DATA SHOWN:
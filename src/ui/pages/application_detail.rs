//! Shared detail view for all four application channels.

use leptos::prelude::*;
use leptos::task::spawn_local;
use leptos_router::hooks::use_params_map;
use serde_json::Value;

use crate::core::api::catalog::ref_name;
use crate::core::api::intake::{self, ApplicationKind, ApplicationRecord, applicant_name};
use crate::core::format::{format_date, format_uz_phone};
use crate::ui::badges::StatusBadge;
use crate::ui::common::{Card, CardHeader, ErrorState, PageLoading};

#[component]
pub fn ApplicationDetailPage() -> impl IntoView {
    let params = use_params_map();
    let record = RwSignal::new(None::<ApplicationRecord>);
    let loading = RwSignal::new(true);
    let error = RwSignal::new(None::<String>);
    let reload = RwSignal::new(0u32);

    Effect::new(move |_| {
        reload.track();
        let kind = params
            .read()
            .get("kind")
            .and_then(|segment| ApplicationKind::from_segment(&segment));
        let id = params.read().get("id");

        let (Some(kind), Some(id)) = (kind, id) else {
            error.set(Some("Ariza topilmadi".to_string()));
            loading.set(false);
            return;
        };

        spawn_local(async move {
            loading.set(true);
            error.set(None);
            match intake::get_application(kind, &id).await {
                Ok(application) => record.set(Some(application)),
                Err(err) => error.set(Some(err.to_string())),
            }
            loading.set(false);
        });
    });

    let title = move || {
        params
            .read()
            .get("kind")
            .and_then(|segment| ApplicationKind::from_segment(&segment))
            .map(|kind| kind.title())
            .unwrap_or("Ariza")
    };

    view! {
        <div class="space-y-6">
            <div>
                <h1 class="title-xl">{title}</h1>
                <p class="subtitle">"Ariza tafsilotlari"</p>
            </div>

            {move || {
                if loading.get() {
                    view! { <PageLoading/> }.into_any()
                } else if let Some(message) = error.get() {
                    view! {
                        <ErrorState
                            message=message
                            on_retry=Callback::new(move |_| reload.update(|n| *n += 1))
                        />
                    }.into_any()
                } else if let Some(application) = record.get() {
                    view! { <ApplicationDetail application=application/> }.into_any()
                } else {
                    ().into_any()
                }
            }}
        </div>
    }
}

#[component]
fn ApplicationDetail(application: ApplicationRecord) -> impl IntoView {
    let applicant = application.applicant().cloned();
    let status = application.status();
    let submitted = format_date(application.submitted_at(), true);
    let created = format_date(Some(application.created_at()), true);
    let answers = application.answers().clone();

    let channel_rows: Vec<(&'static str, String)> = match &application {
        ApplicationRecord::Admission(a) => vec![
            ("Yo'nalish", ref_name(a.direction_details.as_ref())),
            ("Tarmoq", ref_name(a.track_details.as_ref())),
        ],
        ApplicationRecord::Campus(a) => vec![(
            "Tanlangan sana",
            format_date(a.preferred_date.as_deref(), false),
        )],
        ApplicationRecord::Foundation(_) => vec![],
        ApplicationRecord::Academy(a) => {
            vec![("Fan", ref_name(a.subject_details.as_ref()))]
        }
    };

    view! {
        <div class="grid gap-6 lg:grid-cols-2">
            <Card>
                <CardHeader title="Arizachi"/>
                <div class="p-6 pt-0">
                    <dl class="detail-list">
                        <div class="detail-row">
                            <dt>"Ism Familiya"</dt>
                            <dd class="font-medium">{applicant_name(applicant.as_ref())}</dd>
                        </div>
                        <div class="detail-row">
                            <dt>"Telefon"</dt>
                            <dd>{format_uz_phone(applicant.as_ref().map(|a| a.phone.as_str()))}</dd>
                        </div>
                        <div class="detail-row">
                            <dt>"Email"</dt>
                            <dd>
                                {applicant
                                    .as_ref()
                                    .map(|a| a.email.clone())
                                    .filter(|e| !e.is_empty())
                                    .unwrap_or_else(|| "-".to_string())}
                            </dd>
                        </div>
                        <div class="detail-row">
                            <dt>"Hudud"</dt>
                            <dd>{ref_name(applicant.as_ref().and_then(|a| a.region_details.as_ref()))}</dd>
                        </div>
                        <div class="detail-row">
                            <dt>"Telegram"</dt>
                            <dd>
                                {applicant
                                    .as_ref()
                                    .map(|a| {
                                        if a.username.is_empty() {
                                            format!("ID: {}", a.telegram_user_id)
                                        } else {
                                            format!("@{}", a.username)
                                        }
                                    })
                                    .unwrap_or_else(|| "-".to_string())}
                            </dd>
                        </div>
                    </dl>
                </div>
            </Card>

            <Card>
                <CardHeader title="Ariza"/>
                <div class="p-6 pt-0">
                    <dl class="detail-list">
                        <div class="detail-row">
                            <dt>"Status"</dt>
                            <dd><StatusBadge status=status/></dd>
                        </div>
                        {channel_rows.into_iter().map(|(label, value)| view! {
                            <div class="detail-row">
                                <dt>{label}</dt>
                                <dd>{value}</dd>
                            </div>
                        }).collect_view()}
                        <div class="detail-row">
                            <dt>"Yuborilgan"</dt>
                            <dd>{submitted}</dd>
                        </div>
                        <div class="detail-row">
                            <dt>"Yaratilgan"</dt>
                            <dd>{created}</dd>
                        </div>
                    </dl>
                </div>
            </Card>

            <Card class=String::from("lg:col-span-2")>
                <CardHeader title="Javoblar"/>
                <div class="p-6 pt-0">
                    {if answers.is_empty() {
                        view! { <p class="text-theme-tertiary text-sm">"Javoblar yo'q"</p> }.into_any()
                    } else {
                        view! {
                            <dl class="detail-list">
                                {answers.into_iter().map(|(question, answer)| view! {
                                    <div class="detail-row">
                                        <dt>{question}</dt>
                                        <dd>{answer_text(&answer)}</dd>
                                    </div>
                                }).collect_view()}
                            </dl>
                        }.into_any()
                    }}
                </div>
            </Card>
        </div>
    }
}

/// Render one answer value as display text.
fn answer_text(value: &Value) -> String {
    match value {
        Value::String(s) => s.clone(),
        Value::Null => "-".to_string(),
        Value::Array(items) => items
            .iter()
            .map(answer_text)
            .collect::<Vec<_>>()
            .join(", "),
        other => other.to_string(),
    }
}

BRIEF: Give the listing once more, unchanged in every line.

EXERCISE OUTPUT:
filename src/ui/pages/application_detail.rs
//! Shared detail view for all four application channels.

use leptos::prelude::*;
use leptos::task::spawn_local;
use leptos_router::hooks::use_params_map;
use serde_json::Value;

use crate::core::api::catalog::ref_name;
use crate::core::api::intake::{self, ApplicationKind, ApplicationRecord, applicant_name};
use crate::core::format::{format_date, format_uz_phone};
use crate::ui::badges::StatusBadge;
use crate::ui::common::{Card, CardHeader, ErrorState, PageLoading};

#[component]
pub fn ApplicationDetailPage() -> impl IntoView {
    let params = use_params_map();
    let record = RwSignal::new(None::<ApplicationRecord>);
    let loading = RwSignal::new(true);
    let error = RwSignal::new(None::<String>);
    let reload = RwSignal::new(0u32);

    Effect::new(move |_| {
        reload.track();
        let kind = params
            .read()
            .get("kind")
            .and_then(|segment| ApplicationKind::from_segment(&segment));
        let id = params.read().get("id");

        let (Some(kind), Some(id)) = (kind, id) else {
            error.set(Some("Ariza topilmadi".to_string()));
            loading.set(false);
            return;
        };

        spawn_local(async move {
            loading.set(true);
            error.set(None);
            match intake::get_application(kind, &id).await {
                Ok(application) => record.set(Some(application)),
                Err(err) => error.set(Some(err.to_string())),
            }
            loading.set(false);
        });
    });

    let title = move || {
        params
            .read()
            .get("kind")
            .and_then(|segment| ApplicationKind::from_segment(&segment))
            .map(|kind| kind.title())
            .unwrap_or("Ariza")
    };

    view! {
        <div class="space-y-6">
            <div>
                <h1 class="title-xl">{title}</h1>
                <p class="subtitle">"Ariza tafsilotlari"</p>
            </div>

            {move || {
                if loading.get() {
                    view! { <PageLoading/> }.into_any()
                } else if let Some(message) = error.get() {
                    view! {
                        <ErrorState
                            message=message
                            on_retry=Callback::new(move |_| reload.update(|n| *n += 1))
                        />
                    }.into_any()
                } else if let Some(application) = record.get() {
                    view! { <ApplicationDetail application=application/> }.into_any()
                } else {
                    ().into_any()
                }
            }}
        </div>
    }
}

#[component]
fn ApplicationDetail(application: ApplicationRecord) -> impl IntoView {
    let applicant = application.applicant().cloned();
    let status = application.status();
    let submitted = format_date(application.submitted_at(), true);
    let created = format_date(Some(application.created_at()), true);
    let answers = application.answers().clone();

    let channel_rows: Vec<(&'static str, String)> = match &application {
        ApplicationRecord::Admission(a) => vec![
            ("Yo'nalish", ref_name(a.direction_details.as_ref())),
            ("Tarmoq", ref_name(a.track_details.as_ref())),
        ],
        ApplicationRecord::Campus(a) => vec![(
            "Tanlangan sana",
            format_date(a.preferred_date.as_deref(), false),
        )],
        ApplicationRecord::Foundation(_) => vec![],
        ApplicationRecord::Academy(a) => {
            vec![("Fan", ref_name(a.subject_details.as_ref()))]
        }
    };

    view! {
        <div class="grid gap-6 lg:grid-cols-2">
            <Card>
                <CardHeader title="Arizachi"/>
                <div class="p-6 pt-0">
                    <dl class="detail-list">
                        <div class="detail-row">
                            <dt>"Ism Familiya"</dt>
                            <dd class="font-medium">{applicant_name(applicant.as_ref())}</dd>
                        </div>
                        <div class="detail-row">
                            <dt>"Telefon"</dt>
                            <dd>{format_uz_phone(applicant.as_ref().map(|a| a.phone.as_str()))}</dd>
                        </div>
                        <div class="detail-row">
                            <dt>"Email"</dt>
                            <dd>
                                {applicant
                                    .as_ref()
                                    .map(|a| a.email.clone())
                                    .filter(|e| !e.is_empty())
                                    .unwrap_or_else(|| "-".to_string())}
                            </dd>
                        </div>
                        <div class="detail-row">
                            <dt>"Hudud"</dt>
                            <dd>{ref_name(applicant.as_ref().and_then(|a| a.region_details.as_ref()))}</dd>
                        </div>
                        <div class="detail-row">
                            <dt>"Telegram"</dt>
                            <dd>
                                {applicant
                                    .as_ref()
                                    .map(|a| {
                                        if a.username.is_empty() {
                                            format!("ID: {}", a.telegram_user_id)
                                        } else {
                                            format!("@{}", a.username)
                                        }
                                    })
                                    .unwrap_or_else(|| "-".to_string())}
                            </dd>
                        </div>
                    </dl>
                </div>
            </Card>

            <Card>
                <CardHeader title="Ariza"/>
                <div class="p-6 pt-0">
                    <dl class="detail-list">
                        <div class="detail-row">
                            <dt>"Status"</dt>
                            <dd><StatusBadge status=status/></dd>
                        </div>
                        {channel_rows.into_iter().map(|(label, value)| view! {
                            <div class="detail-row">
                                <dt>{label}</dt>
                                <dd>{value}</dd>
                            </div>
                        }).collect_view()}
                        <div class="detail-row">
                            <dt>"Yuborilgan"</dt>
                            <dd>{submitted}</dd>
                        </div>
                        <div class="detail-row">
                            <dt>"Yaratilgan"</dt>
                            <dd>{created}</dd>
                        </div>
                    </dl>
                </div>
            </Card>

            <Card class=String::from("lg:col-span-2")>
                <CardHeader title="Javoblar"/>
                <div class="p-6 pt-0">
                    {if answers.is_empty() {
                        view! { <p class="text-theme-tertiary text-sm">"Javoblar yo'q"</p> }.into_any()
                    } else {
                        view! {
                            <dl class="detail-list">
                                {answers.into_iter().map(|(question, answer)| view! {
                                    <div class="detail-row">
                                        <dt>{question}</dt>
                                        <dd>{answer_text(&answer)}</dd>
                                    </div>
                                }).collect_view()}
                            </dl>
                        }.into_any()
                    }}
                </div>
            </Card>
        </div>
    }
}

/// Render one answer value as display text.
fn answer_text(value: &Value) -> String {
    match value {
        Value::String(s) => s.clone(),
        Value::Null => "-".to_string(),
        Value::Array(items) => items
            .iter()
            .map(answer_text)
            .collect::<Vec<_>>()
            .join(", "),
        other => other.to_string(),
    }
}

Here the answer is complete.